Flowering Apr; fruiting Sep–Nov. Wet prairies, alluvial flats, well-drained mesic sites, woodland margins; 10–200 m; Ark., Ga., La., Miss., Okla., Tex.

Crataegus brachyacantha occurs throughout Louisiana, where it is locally common, and in the adjacent parts of all surrounding states. A disjunct population was known in Georgia but it cannot be found there now. The species is seemingly more shade tolerant than many other hawthorns.

Crataegus brachyacantha is among the taller hawthorns in North America; its petals turn orange with age or on drying. The short, recurved thorns and bitter, oblate-orbiculate, black fruit also are distinctive and help to distinguish C. brachyacantha from C. saligna of Colorado and Utah (ser. Cerrones), which is similar in foliage and flower.

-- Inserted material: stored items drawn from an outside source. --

use std::collections::VecDeque;
use std::io::{self, Stdout};
use std::time::Duration;

use crossterm::event::{DisableMouseCapture, EnableMouseCapture, Event};
use crossterm::terminal::{EnterAlternateScreen, LeaveAlternateScreen};
use crossterm::{execute, terminal};
use ratatui::Terminal;
use ratatui::backend::CrosstermBackend;
use ratatui::buffer::Buffer;
use ratatui::layout::Rect;
use ratatui::text::Line;

use super::InputDriver;
use super::keyboard::KeyTranslator;
use super::mouse;
use crate::input::{InputEvent, KeySymbol};

/// Raw terminal events, with a small queue in front for replays and tests.
pub struct ConsoleInputDriver {
    event_queue: VecDeque<Event>,
}

impl Default for ConsoleInputDriver {
    fn default() -> Self {
        Self::new()
    }
}

impl ConsoleInputDriver {
    pub fn new() -> Self {
        Self {
            event_queue: VecDeque::new(),
        }
    }

    pub fn push_event(&mut self, event: Event) {
        self.event_queue.push_back(event);
    }
}

impl InputDriver for ConsoleInputDriver {
    fn poll(&mut self, timeout: Duration) -> io::Result<bool> {
        if !self.event_queue.is_empty() {
            return Ok(true);
        }
        crossterm::event::poll(timeout)
    }

    fn read(&mut self) -> io::Result<Event> {
        if let Some(evt) = self.event_queue.pop_front() {
            return Ok(evt);
        }
        crossterm::event::read()
    }

    fn set_mouse_capture(&mut self, enabled: bool) -> io::Result<()> {
        if enabled {
            execute!(io::stdout(), EnableMouseCapture)
        } else {
            execute!(io::stdout(), DisableMouseCapture)
        }
    }
}

/// Turns terminal events into the stack's normalized input events.
#[derive(Debug, Clone)]
pub struct EventNormalizer {
    keys: KeyTranslator,
}

impl EventNormalizer {
    pub fn new(trigger: KeySymbol) -> Self {
        Self {
            keys: KeyTranslator::new(trigger),
        }
    }

    pub fn trigger_latched(&self) -> bool {
        self.keys.latched()
    }

    pub fn normalize(&mut self, event: Event) -> Vec<InputEvent> {
        match event {
            Event::Key(key) => self.keys.translate(key),
            Event::Mouse(m) => mouse::translate(m),
            _ => Vec::new(),
        }
    }
}

/// Full-screen terminal that shows a composited cell buffer plus one
/// status line.
pub struct ConsoleOutputDriver {
    terminal: Terminal<CrosstermBackend<Stdout>>,
    entered: bool,
}

impl ConsoleOutputDriver {
    pub fn new() -> io::Result<Self> {
        let backend = CrosstermBackend::new(io::stdout());
        let terminal = Terminal::new(backend)?;
        Ok(Self {
            terminal,
            entered: false,
        })
    }

    pub fn enter(&mut self) -> io::Result<()> {
        if self.entered {
            return Ok(());
        }
        execute!(self.terminal.backend_mut(), EnterAlternateScreen)?;
        terminal::enable_raw_mode()?;
        self.terminal.hide_cursor()?;
        self.entered = true;
        Ok(())
    }

    pub fn exit(&mut self) -> io::Result<()> {
        if !self.entered {
            return Ok(());
        }
        terminal::disable_raw_mode()?;
        execute!(
            self.terminal.backend_mut(),
            DisableMouseCapture,
            LeaveAlternateScreen
        )?;
        self.terminal.show_cursor()?;
        self.entered = false;
        Ok(())
    }

    pub fn draw(&mut self, composite: &Buffer, status: &str) -> io::Result<()> {
        self.terminal
            .draw(|frame| {
                let area = frame.area();
                let buf = frame.buffer_mut();
                let height = area.height.saturating_sub(1);
                for y in 0..height.min(composite.area.height) {
                    for x in 0..area.width.min(composite.area.width) {
                        if let Some(src) = composite.cell((x, y))
                            && let Some(dst) = buf.cell_mut((area.x + x, area.y + y))
                        {
                            *dst = src.clone();
                        }
                    }
                }
                let status_area = Rect::new(area.x, area.y + height, area.width, 1);
                frame.render_widget(Line::raw(status), status_area);
            })
            .map(|_| ())
            .map_err(|err| io::Error::other(err.to_string()))
    }
}

impl Drop for ConsoleOutputDriver {
    fn drop(&mut self) {
        let _ = self.exit();
    }
}

#[cfg(test)]
mod tests {
    use super::*;
    use crossterm::event::{KeyCode, KeyEvent, KeyModifiers, MouseEvent, MouseEventKind};

    #[test]
    fn poll_and_read_from_queue() {
        let mut d = ConsoleInputDriver::new();
        d.push_event(Event::Key(KeyEvent::new(
            KeyCode::Char('z'),
            KeyModifiers::NONE,
        )));
        assert!(d.poll(Duration::from_millis(0)).unwrap());
        let ev = d.read().unwrap();
        if let Event::Key(k) = ev {
            assert_eq!(k.code, KeyCode::Char('z'));
        } else {
            panic!("expected key");
        }
    }

    #[test]
    fn normalizer_handles_keys_mouse_and_ignores_resize() {
        let mut n = EventNormalizer::new(KeySymbol::F(12));
        let keys = n.normalize(Event::Key(KeyEvent::new(
            KeyCode::F(12),
            KeyModifiers::NONE,
        )));
        assert_eq!(keys.len(), 1);
        assert!(n.trigger_latched());
        let mouse = n.normalize(Event::Mouse(MouseEvent {
            kind: MouseEventKind::Moved,
            column: 1,
            row: 2,
            modifiers: KeyModifiers::NONE,
        }));
        assert_eq!(mouse.len(), 2);
        assert!(n.normalize(Event::Resize(10, 20)).is_empty());
    }
}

The names blueberry haw and pomette bleue may have a special appropriateness about late August when the waxy covering of the fruit is still thick and the underlying color is a dark purple. At maturity, the flesh is thin and bitter and the skin usually black. The fall foliage, brilliant lustrous orange, bronze, and red, suggests potential ornamental use. Forma leucocarpa Sargent is a white-fruited form, which was collected by E. J. Palmer at Natchitoches, Louisiana, September 1915; it is the only recorded white-fruited hawthorn.